Russland trauert um 14 ertrunkene Kinder eines Ferienlagers in Karelien

Russland trauert um 14 ertrunkene Kinder eines Ferienlagers in Karelien
Der 20. Juni ist in der russischen Republik Karelien und in Moskau wegen der Tragödie auf dem See Sjamosero in Karelien zum Trauertag erklärt worden. Ausländische Staats- und Regierungschefs drückten ihr Beileid aus. Am Samstag sind 48 Kinder eines Ferienlagers bei einem Bootausflug in einen Sturm geraten und 14 von ihnen ertrunken. Die Direktorin des Lagers und ihr Stellvertreter sowie drei weitere Mitarbeiter wurden verhaftet und die Erholungsstätte geschlossen.

Die Tragödie ereignete sich am 18. Juni, als insgesamt 51 Erwachsene und Kinder in einem Raft und zwei Kanus zu einem Ausflug auf dem Sjamosero aufbrachen. Dabei wurden die Wetterverhältnisse und die Sturmwarnung nicht beachtet. Die Wellen trieben das Raft an eine Insel, während die beiden Kanus umkippten, und ihre Insassen ins Wasser fielen. Wegen des starken Wellengangs und der niedrigen Wassertemperatur konnten nicht alle das Ufer schwimmend erreichen.

Die ersten Berichte über das Unglück tauchten erst am Sonntagmittag unter Berufung auf das Katastrophenschutzministerium auf.
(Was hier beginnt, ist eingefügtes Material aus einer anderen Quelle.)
//! Error types for the sentence pipeline
//!
//! None of these errors ever reach a test: the [`MessageConverter`]
//! recovers from all of them.
//!
//! [`MessageConverter`]: crate::MessageConverter

/// Failure raised by a text rule or the argument formatter
#[derive(Debug, thiserror::Error)]
pub enum ConversionError {
    /// A value could not produce its textual representation
    #[error("format error: {0}")]
    Format(#[from] FormatError),

    /// A `$N` placeholder carried an index that does not fit in memory
    #[error("invalid placeholder '{token}'")]
    InvalidPlaceholder {
        /// Raw placeholder token
        token: String,
    },

    /// Argument formatting failed for a positional argument
    #[error("argument {index} could not be formatted: {reason}")]
    Argument {
        /// Zero-based argument index
        index: usize,
        /// Underlying reason
        reason: String,
    },
}

/// Failure computing the default textual representation of a value
#[derive(Debug, Clone, thiserror::Error)]
#[error("{0}")]
pub struct FormatError(pub String);

impl FormatError {
    /// Create format error from a message
    #[inline]
    #[must_use]
    pub fn new(message: impl Into<String>) -> Self {
        Self(message.into())
    }
}

impl From<std::fmt::Error> for FormatError {
    fn from(_: std::fmt::Error) -> Self {
        Self::new("formatter returned an error")
    }
}

/// Failure reading a named field off a value
#[derive(Debug, Clone, PartialEq, Eq, thiserror::Error)]
pub enum FieldError {
    /// The value has no field with that name
    #[error("field not found: {0}")]
    NotFound(String),

    /// The field exists but could not be read
    #[error("field '{name}' unreadable: {reason}")]
    Unreadable {
        /// Field name
        name: String,
        /// Underlying reason
        reason: String,
    },
}
//! Argument formatting
//!
//! Provides [`ArgumentFormatter`], the type-directed renderer used when a
//! `$N` placeholder is substituted.
//!
//! # Rules (first match wins)
//! - `Null` → `<empty>`
//! - date → `dd/MM/yyyy`
//! - text → `"text"`
//! - sequence → `a, b and c`
//! - anything else → default textual representation
//!
//! A per-parameter template replaces the base rules: every `${field}` token
//! is filled with the base rendering of that field, or `<field_not_found>`.

use crate::error::{ConversionError, FormatError};
use crate::value::Value;
use chrono::format::{Item, StrftimeItems};
use once_cell::sync::Lazy;
use regex::{Captures, Regex};
use serde::Deserialize;
use std::fmt::Write;

/// Rendering of an absent value
pub const ARGUMENT_NULL: &str = "<empty>";

/// Rendering of a template field that cannot be read
pub const FIELD_NOT_FOUND: &str = "<field_not_found>";

/// Separator between all but the last two list items
pub const COMMA_SEPARATOR: &str = ", ";

/// Separator before the last list item
pub const AND_SEPARATOR: &str = " and ";

static TEMPLATE_FIELD: Lazy<Regex> = Lazy::new(|| Regex::new(r"\$\{(.*?)\}").expect("valid regex"));

/// Formatter settings
#[derive(Debug, Clone, PartialEq, Eq, Deserialize)]
#[serde(default)]
pub struct FormatterConfig {
    /// `chrono` format string for dates
    pub date_format: String,
}

impl FormatterConfig {
    /// Create default configuration
    #[inline]
    #[must_use]
    pub fn new() -> Self {
        Self::default()
    }

    /// With date format
    #[inline]
    #[must_use]
    pub fn with_date_format(mut self, format: impl Into<String>) -> Self {
        self.date_format = format.into();
        self
    }

    /// Check that the date format is a usable `chrono` format string
    ///
    /// # Errors
    /// Returns [`FormatError`] for an empty format or an unknown specifier.
    pub fn validate(&self) -> Result<(), FormatError> {
        if self.date_format.is_empty() {
            return Err(FormatError::new("date format must not be empty"));
        }
        if StrftimeItems::new(&self.date_format).any(|item| matches!(item, Item::Error)) {
            return Err(FormatError::new(format!(
                "date format '{}' has an invalid specifier",
                self.date_format
            )));
        }
        Ok(())
    }
}

impl Default for FormatterConfig {
    fn default() -> Self {
        Self {
            date_format: "%d/%m/%Y".to_string(),
        }
    }
}

/// Type-directed argument renderer
#[derive(Debug, Clone, Default)]
pub struct ArgumentFormatter {
    config: FormatterConfig,
}

impl ArgumentFormatter {
    /// Create formatter with default configuration
    #[inline]
    #[must_use]
    pub fn new() -> Self {
        Self::default()
    }

    /// Create formatter with configuration
    #[inline]
    #[must_use]
    pub fn with_config(config: FormatterConfig) -> Self {
        Self { config }
    }

    /// Formatter configuration
    #[inline]
    #[must_use]
    pub fn config(&self) -> &FormatterConfig {
        &self.config
    }

    /// Render a value, through `template` when one is given
    ///
    /// # Errors
    /// Returns [`ConversionError::Format`] when a value outside a template
    /// cannot produce its textual representation.
    pub fn format(&self, value: &Value, template: Option<&str>) -> Result<String, ConversionError> {
        match template {
            Some(template) => Ok(self.format_template(value, template)),
            None => self.format_value(value),
        }
    }

    /// Render a value with the base rules
    ///
    /// # Errors
    /// Returns [`ConversionError::Format`] when a value cannot produce its
    /// textual representation.
    pub fn format_value(&self, value: &Value) -> Result<String, ConversionError> {
        match value {
            Value::Null => Ok(ARGUMENT_NULL.to_string()),
            Value::Date(date) => {
                let mut text = String::new();
                write!(text, "{}", date.format(&self.config.date_format)).map_err(FormatError::from)?;
                Ok(text)
            }
            Value::Text(text) => Ok(format!("\"{text}\"")),
            Value::Seq(items) => self.format_list(items),
            Value::Record(record) => Ok(record.display().to_string()),
            Value::Object(argument) => Ok(argument.display()?),
            Value::Other(text) => Ok(text.clone()),
        }
    }

    /// Join formatted items as an English list
    ///
    /// # Errors
    /// Fails as soon as one item fails; nothing partial is returned.
    pub fn format_list(&self, items: &[Value]) -> Result<String, ConversionError> {
        let mut result = String::new();
        let last = items.len().saturating_sub(1);
        for (i, item) in items.iter().enumerate() {
            let text = self.format_value(item)?;
            if i == 0 {
                result.push_str(&text);
            } else if i < last {
                result.push_str(COMMA_SEPARATOR);
                result.push_str(&text);
            } else {
                result.push_str(AND_SEPARATOR);
                result.push_str(&text);
            }
        }
        Ok(result)
    }

    /// Fill every `${field}` token of `template` from `value`
    ///
    /// Never fails: unreadable fields render as [`FIELD_NOT_FOUND`].
    #[must_use]
    pub fn format_template(&self, value: &Value, template: &str) -> String {
        TEMPLATE_FIELD
            .replace_all(template, |caps: &Captures<'_>| {
                let name = &caps[1];
                match self.field_text(value, name) {
                    Ok(text) => text,
                    Err(reason) => {
                        tracing::debug!(field = name, %reason, "template field not rendered");
                        FIELD_NOT_FOUND.to_string()
                    }
                }
            })
            .into_owned()
    }

    fn field_text(&self, value: &Value, name: &str) -> Result<String, FormatError> {
        let field = value
            .field(name)
            .map_err(|err| FormatError::new(err.to_string()))?;
        self.format_value(&field)
            .map_err(|err| FormatError::new(err.to_string()))
    }
}

#[cfg(test)]
mod tests {
    use super::*;
    use crate::error::FieldError;
    use crate::value::Argument;
    use chrono::NaiveDate;
    use pretty_assertions::assert_eq;
    use serde::Serialize;

    #[derive(Serialize)]
    struct PrintableBean {
        name: String,
        value: i32,
    }

    #[derive(Debug)]
    struct NotPrintable;

    impl Argument for NotPrintable {
        fn display(&self) -> Result<String, FormatError> {
            Err(FormatError::new("cannot print"))
        }
    }

    #[derive(Debug)]
    struct Account {
        owner: &'static str,
    }

    impl Argument for Account {
        fn display(&self) -> Result<String, FormatError> {
            Ok(format!("Account({})", self.owner))
        }

        fn field(&self, name: &str) -> Result<Value, FieldError> {
            match name {
                "owner" => Ok(Value::from(self.owner)),
                "balance" => Err(FieldError::Unreadable {
                    name: name.to_string(),
                    reason: "locked".to_string(),
                }),
                _ => Err(FieldError::NotFound(name.to_string())),
            }
        }
    }

    fn format(value: impl Into<Value>) -> String {
        ArgumentFormatter::new().format(&value.into(), None).unwrap()
    }

    #[test]
    fn null_is_empty_marker() {
        assert_eq!(format(Value::Null), "<empty>");
    }

    #[test]
    fn date_uses_day_month_year() {
        let date = NaiveDate::from_ymd_opt(2017, 1, 5).unwrap();
        assert_eq!(format(date), "05/01/2017");
    }

    #[test]
    fn date_format_is_configurable() {
        let formatter =
            ArgumentFormatter::with_config(FormatterConfig::new().with_date_format("%Y-%m-%d"));
        let date = NaiveDate::from_ymd_opt(2017, 1, 5).unwrap();
        assert_eq!(formatter.format(&date.into(), None).unwrap(), "2017-01-05");
    }

    #[test]
    fn invalid_date_format_is_error() {
        let formatter = ArgumentFormatter::with_config(FormatterConfig::new().with_date_format("%Q"));
        let date = NaiveDate::from_ymd_opt(2017, 1, 5).unwrap();
        assert!(matches!(
            formatter.format(&date.into(), None),
            Err(ConversionError::Format(_))
        ));
    }

    #[test]
    fn date_format_validation() {
        assert!(FormatterConfig::new().validate().is_ok());
        assert!(FormatterConfig::new().with_date_format("%Y-%m-%d").validate().is_ok());
        assert!(FormatterConfig::new().with_date_format("%Q").validate().is_err());
        assert!(FormatterConfig::new().with_date_format("").validate().is_err());
    }

    #[test]
    fn text_is_quoted() {
        assert_eq!(format("one"), "\"one\"");
    }

    #[test]
    fn lists_join_with_and() {
        assert_eq!(format(vec![1, 2, 3]), "1, 2 and 3");
        assert_eq!(format(Vec::<i32>::new()), "");
        assert_eq!(format(vec![7]), "7");
        assert_eq!(format(vec![1, 2]), "1 and 2");
    }

    #[test]
    fn arrays_format_like_lists() {
        assert_eq!(format(["one", "two", "three"]), "\"one\", \"two\" and \"three\"");
    }

    #[test]
    fn nested_lists_recurse() {
        assert_eq!(format(vec![vec![1, 2], vec![3]]), "1 and 2 and 3");
    }

    #[test]
    fn failing_element_fails_whole_list() {
        let items = Value::Seq(vec![Value::from(1), Value::object(NotPrintable)]);
        assert!(ArgumentFormatter::new().format(&items, None).is_err());
    }

    #[test]
    fn template_interpolates_fields() {
        let bean = Value::record(&PrintableBean {
            name: "name".to_string(),
            value: 1,
        });
        let text = ArgumentFormatter::new()
            .format(&bean, Some("a bean that contains ${name} and ${value}"))
            .unwrap();
        assert_eq!(text, "a bean that contains \"name\" and 1");
    }

    #[test]
    fn template_missing_field_keeps_rest() {
        let bean = Value::record(&PrintableBean {
            name: "name".to_string(),
            value: 3,
        });
        let text = ArgumentFormatter::new()
            .format(&bean, Some("a bean that contains ${name} and ${values}"))
            .unwrap();
        assert_eq!(text, "a bean that contains \"name\" and <field_not_found>");
    }

    #[test]
    fn template_on_capability_object() {
        let account = Value::object(Account { owner: "ann" });
        let text = ArgumentFormatter::new().format_template(&account, "${owner} has ${balance}");
        assert_eq!(text, "\"ann\" has <field_not_found>");
    }

    #[test]
    fn template_on_null_renders_not_found() {
        let text = ArgumentFormatter::new().format_template(&Value::Null, "${name}!");
        assert_eq!(text, "<field_not_found>!");
    }

    #[test]
    fn template_does_not_reinterpret_field_text() {
        let record = Value::record(&serde_json::json!({ "name": "${other}", "other": "x" }));
        let text = ArgumentFormatter::new().format_template(&record, "${name}");
        assert_eq!(text, "\"${other}\"");
    }

    #[test]
    fn object_display_failure_is_error() {
        let value = Value::object(NotPrintable);
        assert!(matches!(
            ArgumentFormatter::new().format(&value, None),
            Err(ConversionError::Format(_))
        ));
    }
}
Am selben Abend teilte das Ermittlungskomitee Russlands mit, dass man 14 Leichen geborgen habe. Bei den Opfern handele es sich um Teilnehmer des Kindererholungslagers im Alter von 12 bis 14. Die geborgenen Leichen wurden am Montag zur Identifizierung nach Moskau befördert.

Zwölf überlebende Kinder werden momentan ärztlich behandelt.

Indes wurden wegen der Tragödie fünf Verantwortliche des Ferienlagers in Gewahrsam genommen: Die Direktorin des Kindererholungslagers Part-Hotel Sjamosero Jelena Reschetowa, ihr Stellvertreter Wadim Winogradow, sowie die Kinderbetreuer Regina Iwanowa, Ljudmila Wassiljewa und Waleri Krupnoderschtschikow. Sie werden beschuldigt, „Arbeiten oder Dienstleistungen erwiesen zu haben, die den Sicherheitsforderungen nicht entsprechen und durch Fahrlässigkeit den Tod von zwei oder mehreren Personen zur Folge hatten“. Das Strafgesetzbuch sieht dafür bis zu zehn Jahre Haftstrafe vor.

Wie betroffene Eltern und ehemalige Teilnehmer des Ferielangers im Gespräch mit RT äußerten, soll das Camp schon länger einen schlechten Ruf gehabt haben. Von Chaos, autoritären Erziehungsansätzen und betrunkenen Betreuern war die Rede.

Viele ausländische Staats- und Regierungschefs drückten den Angehörigen der Opfer wegen des Unglücks ihr Beileid aus.